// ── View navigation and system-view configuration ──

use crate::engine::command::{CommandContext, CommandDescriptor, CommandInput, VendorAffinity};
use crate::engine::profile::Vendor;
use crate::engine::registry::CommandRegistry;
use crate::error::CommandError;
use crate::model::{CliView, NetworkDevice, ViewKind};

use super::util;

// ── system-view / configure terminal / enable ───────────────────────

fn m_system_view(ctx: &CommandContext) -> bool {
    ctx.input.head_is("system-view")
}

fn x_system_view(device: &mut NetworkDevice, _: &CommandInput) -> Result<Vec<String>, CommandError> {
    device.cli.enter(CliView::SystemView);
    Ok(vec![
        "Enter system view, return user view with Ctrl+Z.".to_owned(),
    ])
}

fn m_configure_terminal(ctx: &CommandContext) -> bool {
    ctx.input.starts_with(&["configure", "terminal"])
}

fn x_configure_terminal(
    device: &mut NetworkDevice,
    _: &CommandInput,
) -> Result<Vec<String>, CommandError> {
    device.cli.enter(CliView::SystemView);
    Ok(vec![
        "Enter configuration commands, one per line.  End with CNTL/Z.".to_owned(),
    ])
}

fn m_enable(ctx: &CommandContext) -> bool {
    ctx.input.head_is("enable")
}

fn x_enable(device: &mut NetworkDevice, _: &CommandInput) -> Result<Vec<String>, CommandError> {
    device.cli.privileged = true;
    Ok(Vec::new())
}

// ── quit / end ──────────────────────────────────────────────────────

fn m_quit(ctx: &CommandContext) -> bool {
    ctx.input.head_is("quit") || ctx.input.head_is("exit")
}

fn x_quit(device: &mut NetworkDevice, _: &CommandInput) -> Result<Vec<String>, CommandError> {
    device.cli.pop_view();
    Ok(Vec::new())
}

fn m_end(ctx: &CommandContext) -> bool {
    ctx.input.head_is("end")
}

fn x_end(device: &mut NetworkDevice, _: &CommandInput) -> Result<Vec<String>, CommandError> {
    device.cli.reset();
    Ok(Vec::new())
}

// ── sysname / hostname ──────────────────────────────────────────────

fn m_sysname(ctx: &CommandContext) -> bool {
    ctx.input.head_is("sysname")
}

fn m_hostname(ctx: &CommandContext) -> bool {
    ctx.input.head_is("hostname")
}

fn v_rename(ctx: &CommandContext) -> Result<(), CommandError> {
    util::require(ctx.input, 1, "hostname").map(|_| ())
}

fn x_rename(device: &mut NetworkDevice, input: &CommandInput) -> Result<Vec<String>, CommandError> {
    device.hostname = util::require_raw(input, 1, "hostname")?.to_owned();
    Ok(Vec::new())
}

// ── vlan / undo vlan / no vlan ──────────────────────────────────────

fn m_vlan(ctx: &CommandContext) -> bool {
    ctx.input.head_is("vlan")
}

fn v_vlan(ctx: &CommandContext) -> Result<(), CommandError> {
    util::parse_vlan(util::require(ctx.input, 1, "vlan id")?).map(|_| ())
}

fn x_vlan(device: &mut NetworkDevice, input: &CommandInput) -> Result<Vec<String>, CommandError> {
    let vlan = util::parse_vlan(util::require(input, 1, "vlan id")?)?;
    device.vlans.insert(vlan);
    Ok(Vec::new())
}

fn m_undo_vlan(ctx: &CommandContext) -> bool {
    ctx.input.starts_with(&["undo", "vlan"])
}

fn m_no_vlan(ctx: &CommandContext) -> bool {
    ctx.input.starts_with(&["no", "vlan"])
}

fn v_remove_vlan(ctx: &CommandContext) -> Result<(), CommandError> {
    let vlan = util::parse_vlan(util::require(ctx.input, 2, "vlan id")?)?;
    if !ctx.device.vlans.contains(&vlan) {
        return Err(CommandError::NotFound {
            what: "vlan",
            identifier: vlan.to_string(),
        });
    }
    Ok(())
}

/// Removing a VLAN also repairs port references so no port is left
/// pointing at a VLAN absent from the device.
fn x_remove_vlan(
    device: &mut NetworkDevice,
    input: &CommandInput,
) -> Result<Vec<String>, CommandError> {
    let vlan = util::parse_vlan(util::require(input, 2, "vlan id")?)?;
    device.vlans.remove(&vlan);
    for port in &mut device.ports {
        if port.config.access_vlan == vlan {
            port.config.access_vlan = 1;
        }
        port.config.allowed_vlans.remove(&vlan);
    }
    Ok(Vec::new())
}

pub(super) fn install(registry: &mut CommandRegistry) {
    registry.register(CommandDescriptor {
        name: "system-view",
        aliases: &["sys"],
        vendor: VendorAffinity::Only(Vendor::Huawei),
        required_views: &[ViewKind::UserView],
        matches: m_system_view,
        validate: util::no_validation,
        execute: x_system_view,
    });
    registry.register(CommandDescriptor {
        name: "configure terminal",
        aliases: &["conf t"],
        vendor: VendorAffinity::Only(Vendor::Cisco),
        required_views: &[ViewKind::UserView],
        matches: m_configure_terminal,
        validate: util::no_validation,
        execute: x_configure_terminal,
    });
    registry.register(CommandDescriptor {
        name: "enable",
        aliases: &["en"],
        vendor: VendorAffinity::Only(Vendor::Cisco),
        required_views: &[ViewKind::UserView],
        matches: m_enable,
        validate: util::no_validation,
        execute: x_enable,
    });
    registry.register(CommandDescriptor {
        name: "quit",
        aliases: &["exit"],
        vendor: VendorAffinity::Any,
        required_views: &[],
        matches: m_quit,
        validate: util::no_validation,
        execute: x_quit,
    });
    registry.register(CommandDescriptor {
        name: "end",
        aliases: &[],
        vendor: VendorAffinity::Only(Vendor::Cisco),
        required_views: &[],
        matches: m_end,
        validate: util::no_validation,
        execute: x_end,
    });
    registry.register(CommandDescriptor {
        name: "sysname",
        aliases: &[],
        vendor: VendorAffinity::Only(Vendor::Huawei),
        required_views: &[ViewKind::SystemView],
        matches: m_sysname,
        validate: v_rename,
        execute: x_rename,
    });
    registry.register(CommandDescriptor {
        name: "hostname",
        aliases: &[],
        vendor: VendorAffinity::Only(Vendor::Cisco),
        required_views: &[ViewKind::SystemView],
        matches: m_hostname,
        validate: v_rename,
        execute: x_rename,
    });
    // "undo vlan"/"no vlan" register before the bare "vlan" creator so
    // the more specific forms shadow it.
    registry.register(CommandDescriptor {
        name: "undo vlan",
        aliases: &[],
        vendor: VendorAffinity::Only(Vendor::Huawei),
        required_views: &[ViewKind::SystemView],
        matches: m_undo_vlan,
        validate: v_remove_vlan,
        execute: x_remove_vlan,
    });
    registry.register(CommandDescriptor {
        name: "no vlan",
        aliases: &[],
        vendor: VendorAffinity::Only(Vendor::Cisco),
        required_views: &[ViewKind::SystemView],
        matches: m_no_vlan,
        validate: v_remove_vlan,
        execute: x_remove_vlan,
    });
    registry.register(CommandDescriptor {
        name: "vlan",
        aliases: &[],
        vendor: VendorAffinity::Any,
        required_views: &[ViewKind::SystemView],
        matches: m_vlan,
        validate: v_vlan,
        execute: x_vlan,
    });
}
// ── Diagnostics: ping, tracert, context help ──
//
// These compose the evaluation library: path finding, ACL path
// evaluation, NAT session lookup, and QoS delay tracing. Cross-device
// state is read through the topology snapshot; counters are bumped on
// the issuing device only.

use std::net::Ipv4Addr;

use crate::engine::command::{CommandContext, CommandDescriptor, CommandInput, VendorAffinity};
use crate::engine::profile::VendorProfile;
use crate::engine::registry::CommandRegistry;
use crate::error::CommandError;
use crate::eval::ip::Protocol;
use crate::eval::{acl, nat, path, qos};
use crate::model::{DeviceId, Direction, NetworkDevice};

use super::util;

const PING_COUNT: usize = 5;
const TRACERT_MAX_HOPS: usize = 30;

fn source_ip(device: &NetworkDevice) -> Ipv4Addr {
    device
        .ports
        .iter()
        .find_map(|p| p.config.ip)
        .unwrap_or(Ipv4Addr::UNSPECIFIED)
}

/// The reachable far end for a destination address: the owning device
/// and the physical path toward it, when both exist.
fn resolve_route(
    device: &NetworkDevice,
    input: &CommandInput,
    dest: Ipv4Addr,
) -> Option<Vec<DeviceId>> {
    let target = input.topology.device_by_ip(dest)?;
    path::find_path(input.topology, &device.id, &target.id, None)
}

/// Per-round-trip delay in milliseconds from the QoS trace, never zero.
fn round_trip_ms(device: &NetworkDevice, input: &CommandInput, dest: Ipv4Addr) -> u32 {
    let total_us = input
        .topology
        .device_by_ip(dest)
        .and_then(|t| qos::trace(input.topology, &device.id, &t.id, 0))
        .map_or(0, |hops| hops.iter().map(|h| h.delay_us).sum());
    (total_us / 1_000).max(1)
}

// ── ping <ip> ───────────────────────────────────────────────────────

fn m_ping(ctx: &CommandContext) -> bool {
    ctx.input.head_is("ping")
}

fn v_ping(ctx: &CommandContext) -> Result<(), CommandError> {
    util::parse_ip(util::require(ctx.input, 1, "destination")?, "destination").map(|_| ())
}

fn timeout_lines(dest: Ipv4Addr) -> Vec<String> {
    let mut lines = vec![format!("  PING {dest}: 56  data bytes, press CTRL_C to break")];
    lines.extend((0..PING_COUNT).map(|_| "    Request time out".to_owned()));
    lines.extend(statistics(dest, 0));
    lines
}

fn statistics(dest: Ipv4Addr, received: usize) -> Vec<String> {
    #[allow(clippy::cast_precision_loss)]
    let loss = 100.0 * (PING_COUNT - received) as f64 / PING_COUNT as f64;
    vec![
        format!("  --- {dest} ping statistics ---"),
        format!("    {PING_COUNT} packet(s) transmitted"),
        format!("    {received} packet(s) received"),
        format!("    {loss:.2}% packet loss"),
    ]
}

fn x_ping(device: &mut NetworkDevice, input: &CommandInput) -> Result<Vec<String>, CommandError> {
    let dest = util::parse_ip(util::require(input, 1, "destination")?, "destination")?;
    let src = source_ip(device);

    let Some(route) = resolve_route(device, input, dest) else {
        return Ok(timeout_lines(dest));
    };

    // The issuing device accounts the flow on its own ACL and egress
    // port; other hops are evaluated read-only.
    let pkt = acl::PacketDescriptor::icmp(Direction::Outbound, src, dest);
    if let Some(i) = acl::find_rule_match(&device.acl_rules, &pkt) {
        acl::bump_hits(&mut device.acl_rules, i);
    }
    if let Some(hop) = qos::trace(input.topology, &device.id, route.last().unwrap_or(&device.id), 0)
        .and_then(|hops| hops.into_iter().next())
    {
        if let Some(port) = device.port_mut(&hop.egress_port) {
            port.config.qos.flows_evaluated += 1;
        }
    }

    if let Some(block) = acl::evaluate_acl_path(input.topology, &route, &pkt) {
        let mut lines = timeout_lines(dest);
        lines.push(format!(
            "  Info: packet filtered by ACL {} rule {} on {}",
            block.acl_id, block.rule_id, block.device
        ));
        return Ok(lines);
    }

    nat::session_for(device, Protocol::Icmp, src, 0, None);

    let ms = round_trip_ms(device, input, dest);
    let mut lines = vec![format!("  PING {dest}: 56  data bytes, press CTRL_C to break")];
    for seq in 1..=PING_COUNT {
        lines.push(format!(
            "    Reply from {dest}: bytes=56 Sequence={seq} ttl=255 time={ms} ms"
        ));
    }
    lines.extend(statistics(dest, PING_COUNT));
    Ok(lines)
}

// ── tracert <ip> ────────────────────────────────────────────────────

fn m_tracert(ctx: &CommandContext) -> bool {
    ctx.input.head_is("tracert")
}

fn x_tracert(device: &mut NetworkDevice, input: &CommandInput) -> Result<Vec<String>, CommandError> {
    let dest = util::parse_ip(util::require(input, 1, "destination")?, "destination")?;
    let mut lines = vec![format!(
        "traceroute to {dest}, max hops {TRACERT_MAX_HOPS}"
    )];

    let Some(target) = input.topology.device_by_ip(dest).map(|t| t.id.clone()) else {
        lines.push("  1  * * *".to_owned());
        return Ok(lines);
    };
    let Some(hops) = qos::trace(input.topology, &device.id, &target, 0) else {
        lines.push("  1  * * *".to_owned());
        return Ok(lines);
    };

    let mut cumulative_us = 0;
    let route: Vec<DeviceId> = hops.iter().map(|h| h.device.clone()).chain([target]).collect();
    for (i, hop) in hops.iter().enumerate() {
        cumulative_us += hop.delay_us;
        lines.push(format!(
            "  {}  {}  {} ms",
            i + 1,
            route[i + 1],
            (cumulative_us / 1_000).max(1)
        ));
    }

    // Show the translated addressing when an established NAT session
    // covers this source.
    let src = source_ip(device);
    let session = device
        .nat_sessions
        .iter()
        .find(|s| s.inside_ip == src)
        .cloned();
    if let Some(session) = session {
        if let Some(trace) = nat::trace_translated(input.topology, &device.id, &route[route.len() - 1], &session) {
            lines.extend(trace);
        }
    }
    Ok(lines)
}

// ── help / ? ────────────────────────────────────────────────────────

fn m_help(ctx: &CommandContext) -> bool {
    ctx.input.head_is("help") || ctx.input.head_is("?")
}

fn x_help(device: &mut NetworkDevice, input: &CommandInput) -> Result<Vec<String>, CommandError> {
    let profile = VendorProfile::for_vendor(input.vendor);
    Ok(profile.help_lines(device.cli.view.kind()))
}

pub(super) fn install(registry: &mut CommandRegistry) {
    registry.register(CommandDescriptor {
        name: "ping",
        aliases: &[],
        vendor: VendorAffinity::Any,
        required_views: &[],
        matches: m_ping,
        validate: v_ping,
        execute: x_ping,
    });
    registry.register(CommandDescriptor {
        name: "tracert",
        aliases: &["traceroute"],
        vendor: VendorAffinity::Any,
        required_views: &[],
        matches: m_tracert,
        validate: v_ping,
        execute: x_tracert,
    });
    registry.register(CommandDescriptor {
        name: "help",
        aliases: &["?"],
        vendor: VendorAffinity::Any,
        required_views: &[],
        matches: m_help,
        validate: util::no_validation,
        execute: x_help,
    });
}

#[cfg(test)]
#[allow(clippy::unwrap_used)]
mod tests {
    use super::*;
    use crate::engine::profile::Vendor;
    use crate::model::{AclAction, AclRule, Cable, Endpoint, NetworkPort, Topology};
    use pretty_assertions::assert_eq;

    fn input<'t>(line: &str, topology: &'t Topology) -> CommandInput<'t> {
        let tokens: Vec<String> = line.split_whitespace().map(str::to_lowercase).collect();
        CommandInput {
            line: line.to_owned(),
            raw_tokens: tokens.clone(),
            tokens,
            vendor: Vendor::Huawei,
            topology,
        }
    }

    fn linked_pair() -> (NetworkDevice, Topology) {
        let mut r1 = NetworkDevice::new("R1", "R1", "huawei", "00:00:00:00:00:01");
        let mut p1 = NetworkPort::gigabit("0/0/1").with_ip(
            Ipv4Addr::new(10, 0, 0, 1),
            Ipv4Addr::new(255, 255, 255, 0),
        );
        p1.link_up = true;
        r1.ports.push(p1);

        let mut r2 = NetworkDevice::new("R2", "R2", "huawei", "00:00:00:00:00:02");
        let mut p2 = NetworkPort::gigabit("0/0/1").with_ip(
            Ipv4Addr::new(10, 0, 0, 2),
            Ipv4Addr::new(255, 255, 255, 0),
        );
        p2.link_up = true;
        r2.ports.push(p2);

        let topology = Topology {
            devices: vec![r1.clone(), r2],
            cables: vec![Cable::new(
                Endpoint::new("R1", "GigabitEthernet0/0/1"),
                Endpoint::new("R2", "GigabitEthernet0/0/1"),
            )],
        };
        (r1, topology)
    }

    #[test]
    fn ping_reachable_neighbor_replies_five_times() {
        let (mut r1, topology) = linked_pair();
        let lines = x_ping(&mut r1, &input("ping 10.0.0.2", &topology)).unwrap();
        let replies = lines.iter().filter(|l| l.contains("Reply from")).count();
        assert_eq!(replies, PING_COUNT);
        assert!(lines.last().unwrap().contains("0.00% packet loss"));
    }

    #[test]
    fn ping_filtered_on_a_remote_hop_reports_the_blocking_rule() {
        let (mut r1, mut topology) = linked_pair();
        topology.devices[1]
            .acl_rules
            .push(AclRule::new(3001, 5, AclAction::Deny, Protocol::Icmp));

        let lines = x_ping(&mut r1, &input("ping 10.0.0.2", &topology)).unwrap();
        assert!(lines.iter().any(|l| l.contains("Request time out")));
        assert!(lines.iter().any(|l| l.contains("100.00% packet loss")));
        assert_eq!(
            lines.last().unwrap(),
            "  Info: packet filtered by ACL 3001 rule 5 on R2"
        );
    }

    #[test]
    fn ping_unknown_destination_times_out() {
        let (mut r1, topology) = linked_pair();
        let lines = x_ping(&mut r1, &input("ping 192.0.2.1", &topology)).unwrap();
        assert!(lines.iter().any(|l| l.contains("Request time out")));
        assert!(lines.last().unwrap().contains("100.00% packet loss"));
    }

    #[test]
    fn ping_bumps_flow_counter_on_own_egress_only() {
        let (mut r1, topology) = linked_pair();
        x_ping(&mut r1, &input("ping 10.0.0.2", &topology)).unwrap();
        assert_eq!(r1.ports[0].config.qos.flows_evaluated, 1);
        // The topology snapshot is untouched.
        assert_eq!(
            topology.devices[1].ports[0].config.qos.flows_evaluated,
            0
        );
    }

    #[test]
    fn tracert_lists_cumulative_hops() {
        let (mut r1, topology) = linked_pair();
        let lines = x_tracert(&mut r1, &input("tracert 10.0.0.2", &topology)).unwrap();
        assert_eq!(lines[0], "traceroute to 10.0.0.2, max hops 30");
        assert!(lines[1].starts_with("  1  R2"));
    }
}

=====

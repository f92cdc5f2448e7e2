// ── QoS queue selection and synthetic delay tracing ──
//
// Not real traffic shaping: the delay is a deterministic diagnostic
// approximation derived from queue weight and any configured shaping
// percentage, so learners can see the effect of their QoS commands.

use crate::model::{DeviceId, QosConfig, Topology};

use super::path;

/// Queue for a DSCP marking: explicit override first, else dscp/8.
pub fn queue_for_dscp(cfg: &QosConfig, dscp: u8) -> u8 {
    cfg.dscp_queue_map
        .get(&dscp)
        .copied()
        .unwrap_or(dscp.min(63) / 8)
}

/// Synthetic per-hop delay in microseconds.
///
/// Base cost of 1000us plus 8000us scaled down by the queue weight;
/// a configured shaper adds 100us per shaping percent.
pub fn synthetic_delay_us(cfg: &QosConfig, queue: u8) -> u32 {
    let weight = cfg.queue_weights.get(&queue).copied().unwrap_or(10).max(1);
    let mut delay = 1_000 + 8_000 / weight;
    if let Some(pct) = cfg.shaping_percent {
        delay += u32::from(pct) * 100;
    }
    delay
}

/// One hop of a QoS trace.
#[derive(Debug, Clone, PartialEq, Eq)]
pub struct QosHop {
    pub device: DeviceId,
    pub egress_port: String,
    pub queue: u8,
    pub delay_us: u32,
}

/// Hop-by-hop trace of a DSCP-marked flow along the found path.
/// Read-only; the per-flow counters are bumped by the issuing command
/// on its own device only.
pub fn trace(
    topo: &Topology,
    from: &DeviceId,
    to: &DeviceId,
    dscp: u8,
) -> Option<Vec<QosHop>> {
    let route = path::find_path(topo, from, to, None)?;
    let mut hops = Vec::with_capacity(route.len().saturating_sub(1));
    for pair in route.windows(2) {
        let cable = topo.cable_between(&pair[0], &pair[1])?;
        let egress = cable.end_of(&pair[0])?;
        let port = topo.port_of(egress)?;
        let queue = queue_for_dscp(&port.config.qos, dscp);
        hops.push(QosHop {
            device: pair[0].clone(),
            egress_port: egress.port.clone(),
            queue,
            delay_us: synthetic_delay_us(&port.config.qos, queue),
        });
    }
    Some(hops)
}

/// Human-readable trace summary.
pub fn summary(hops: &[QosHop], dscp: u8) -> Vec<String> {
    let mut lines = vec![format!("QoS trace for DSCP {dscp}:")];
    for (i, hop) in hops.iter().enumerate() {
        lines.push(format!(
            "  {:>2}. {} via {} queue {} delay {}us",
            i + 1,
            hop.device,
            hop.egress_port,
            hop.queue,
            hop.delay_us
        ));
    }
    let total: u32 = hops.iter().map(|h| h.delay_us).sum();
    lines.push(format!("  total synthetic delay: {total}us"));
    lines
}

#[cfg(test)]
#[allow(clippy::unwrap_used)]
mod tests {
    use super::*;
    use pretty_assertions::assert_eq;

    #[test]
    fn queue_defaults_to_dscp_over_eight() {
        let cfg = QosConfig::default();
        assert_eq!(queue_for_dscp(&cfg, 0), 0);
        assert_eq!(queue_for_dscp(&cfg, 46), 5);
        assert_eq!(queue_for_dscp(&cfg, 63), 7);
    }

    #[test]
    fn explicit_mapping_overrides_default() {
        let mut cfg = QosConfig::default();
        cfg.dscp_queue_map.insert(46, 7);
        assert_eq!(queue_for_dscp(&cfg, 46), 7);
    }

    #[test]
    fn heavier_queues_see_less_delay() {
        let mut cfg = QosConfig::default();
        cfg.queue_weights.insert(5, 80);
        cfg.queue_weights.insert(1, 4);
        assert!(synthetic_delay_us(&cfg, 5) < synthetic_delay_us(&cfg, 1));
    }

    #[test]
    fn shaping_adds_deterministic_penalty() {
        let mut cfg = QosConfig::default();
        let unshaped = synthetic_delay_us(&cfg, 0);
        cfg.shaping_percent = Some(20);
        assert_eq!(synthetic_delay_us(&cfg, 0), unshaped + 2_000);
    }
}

=====

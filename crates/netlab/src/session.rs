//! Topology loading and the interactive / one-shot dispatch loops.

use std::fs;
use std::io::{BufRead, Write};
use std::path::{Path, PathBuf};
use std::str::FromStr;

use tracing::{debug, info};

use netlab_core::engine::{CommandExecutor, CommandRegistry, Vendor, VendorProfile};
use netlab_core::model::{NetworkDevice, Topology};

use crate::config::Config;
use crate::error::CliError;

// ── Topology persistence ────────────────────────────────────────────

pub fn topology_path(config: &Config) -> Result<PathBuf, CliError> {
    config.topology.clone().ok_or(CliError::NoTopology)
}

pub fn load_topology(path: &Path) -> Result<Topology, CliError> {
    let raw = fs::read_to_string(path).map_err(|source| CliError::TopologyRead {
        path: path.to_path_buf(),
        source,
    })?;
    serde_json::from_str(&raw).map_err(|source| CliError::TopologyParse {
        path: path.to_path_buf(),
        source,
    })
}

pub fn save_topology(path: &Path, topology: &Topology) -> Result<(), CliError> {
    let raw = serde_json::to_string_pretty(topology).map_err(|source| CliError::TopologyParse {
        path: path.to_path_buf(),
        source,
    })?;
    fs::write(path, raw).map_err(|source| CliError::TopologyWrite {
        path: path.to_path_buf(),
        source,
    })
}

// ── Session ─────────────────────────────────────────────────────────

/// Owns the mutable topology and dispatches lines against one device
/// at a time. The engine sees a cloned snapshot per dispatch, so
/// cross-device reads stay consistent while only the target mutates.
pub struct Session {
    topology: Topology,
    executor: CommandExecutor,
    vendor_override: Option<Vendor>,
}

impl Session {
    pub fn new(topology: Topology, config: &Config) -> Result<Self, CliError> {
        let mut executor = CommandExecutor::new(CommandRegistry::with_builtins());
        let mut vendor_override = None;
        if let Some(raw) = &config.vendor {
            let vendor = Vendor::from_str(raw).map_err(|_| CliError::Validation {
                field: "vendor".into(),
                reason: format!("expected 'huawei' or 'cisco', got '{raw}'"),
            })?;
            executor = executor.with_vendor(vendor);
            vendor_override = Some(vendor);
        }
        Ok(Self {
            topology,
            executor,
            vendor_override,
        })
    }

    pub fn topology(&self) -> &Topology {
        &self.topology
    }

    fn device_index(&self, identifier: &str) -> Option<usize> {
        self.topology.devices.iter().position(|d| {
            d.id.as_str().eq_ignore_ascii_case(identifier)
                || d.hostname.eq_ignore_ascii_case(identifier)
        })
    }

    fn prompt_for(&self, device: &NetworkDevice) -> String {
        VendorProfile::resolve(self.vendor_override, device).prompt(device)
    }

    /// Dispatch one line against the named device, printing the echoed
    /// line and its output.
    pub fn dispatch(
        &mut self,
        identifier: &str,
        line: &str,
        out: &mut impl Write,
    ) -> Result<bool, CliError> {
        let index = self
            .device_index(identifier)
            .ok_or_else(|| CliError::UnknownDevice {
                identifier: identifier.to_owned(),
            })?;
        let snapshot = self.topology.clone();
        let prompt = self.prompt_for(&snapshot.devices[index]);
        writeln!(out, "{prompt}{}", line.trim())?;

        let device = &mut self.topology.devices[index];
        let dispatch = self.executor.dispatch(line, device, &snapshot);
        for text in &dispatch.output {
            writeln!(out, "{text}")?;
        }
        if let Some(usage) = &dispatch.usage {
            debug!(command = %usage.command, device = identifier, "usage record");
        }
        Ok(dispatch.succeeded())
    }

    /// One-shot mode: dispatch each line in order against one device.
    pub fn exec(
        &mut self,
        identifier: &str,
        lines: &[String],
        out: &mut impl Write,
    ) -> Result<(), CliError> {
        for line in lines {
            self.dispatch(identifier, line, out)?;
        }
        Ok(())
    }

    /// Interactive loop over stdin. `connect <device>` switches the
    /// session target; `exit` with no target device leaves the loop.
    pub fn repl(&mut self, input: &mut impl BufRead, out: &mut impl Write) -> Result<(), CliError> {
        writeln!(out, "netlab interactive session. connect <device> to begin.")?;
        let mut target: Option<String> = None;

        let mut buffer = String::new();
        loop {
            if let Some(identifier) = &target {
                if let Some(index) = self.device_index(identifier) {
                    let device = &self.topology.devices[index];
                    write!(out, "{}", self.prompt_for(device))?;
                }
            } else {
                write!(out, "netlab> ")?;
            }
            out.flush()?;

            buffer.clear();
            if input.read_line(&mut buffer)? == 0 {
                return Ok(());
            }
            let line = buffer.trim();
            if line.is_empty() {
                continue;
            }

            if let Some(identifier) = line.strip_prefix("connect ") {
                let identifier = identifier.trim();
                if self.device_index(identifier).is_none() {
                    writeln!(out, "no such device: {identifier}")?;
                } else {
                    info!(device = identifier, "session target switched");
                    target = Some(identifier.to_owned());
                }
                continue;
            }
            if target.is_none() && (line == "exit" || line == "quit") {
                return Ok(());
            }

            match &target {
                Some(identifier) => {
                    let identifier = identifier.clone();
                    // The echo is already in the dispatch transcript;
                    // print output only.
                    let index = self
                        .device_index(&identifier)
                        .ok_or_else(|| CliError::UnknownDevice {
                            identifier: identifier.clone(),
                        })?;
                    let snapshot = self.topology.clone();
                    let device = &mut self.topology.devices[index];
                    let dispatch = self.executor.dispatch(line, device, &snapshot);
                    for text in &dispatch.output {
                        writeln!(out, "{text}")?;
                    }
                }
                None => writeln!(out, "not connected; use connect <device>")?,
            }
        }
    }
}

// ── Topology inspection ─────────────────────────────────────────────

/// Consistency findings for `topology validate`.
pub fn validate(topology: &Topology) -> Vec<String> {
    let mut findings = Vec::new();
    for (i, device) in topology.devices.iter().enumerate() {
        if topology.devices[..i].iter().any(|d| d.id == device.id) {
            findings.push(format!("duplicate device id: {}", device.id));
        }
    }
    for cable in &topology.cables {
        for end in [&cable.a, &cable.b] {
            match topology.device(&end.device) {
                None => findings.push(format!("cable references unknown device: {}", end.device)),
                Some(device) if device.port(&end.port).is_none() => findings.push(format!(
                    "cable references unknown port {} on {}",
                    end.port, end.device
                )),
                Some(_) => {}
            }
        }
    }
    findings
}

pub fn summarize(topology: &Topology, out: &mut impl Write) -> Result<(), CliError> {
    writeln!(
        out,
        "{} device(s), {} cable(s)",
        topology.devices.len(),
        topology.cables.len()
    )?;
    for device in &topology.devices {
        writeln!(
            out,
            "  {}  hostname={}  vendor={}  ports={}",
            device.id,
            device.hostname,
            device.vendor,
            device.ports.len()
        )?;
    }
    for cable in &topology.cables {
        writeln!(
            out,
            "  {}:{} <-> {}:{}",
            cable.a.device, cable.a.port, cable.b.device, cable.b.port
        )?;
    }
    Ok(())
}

=====

Retype exactly the lines above, from the one with "system-view configuration ──" through the one with "terminal / enable ───────────────────────", inclusive.

// ── View navigation and system-view configuration ──

use crate::engine::command::{CommandContext, CommandDescriptor, CommandInput, VendorAffinity};
use crate::engine::profile::Vendor;
use crate::engine::registry::CommandRegistry;
use crate::error::CommandError;
use crate::model::{CliView, NetworkDevice, ViewKind};

use super::util;

// ── system-view / configure terminal / enable ───────────────────────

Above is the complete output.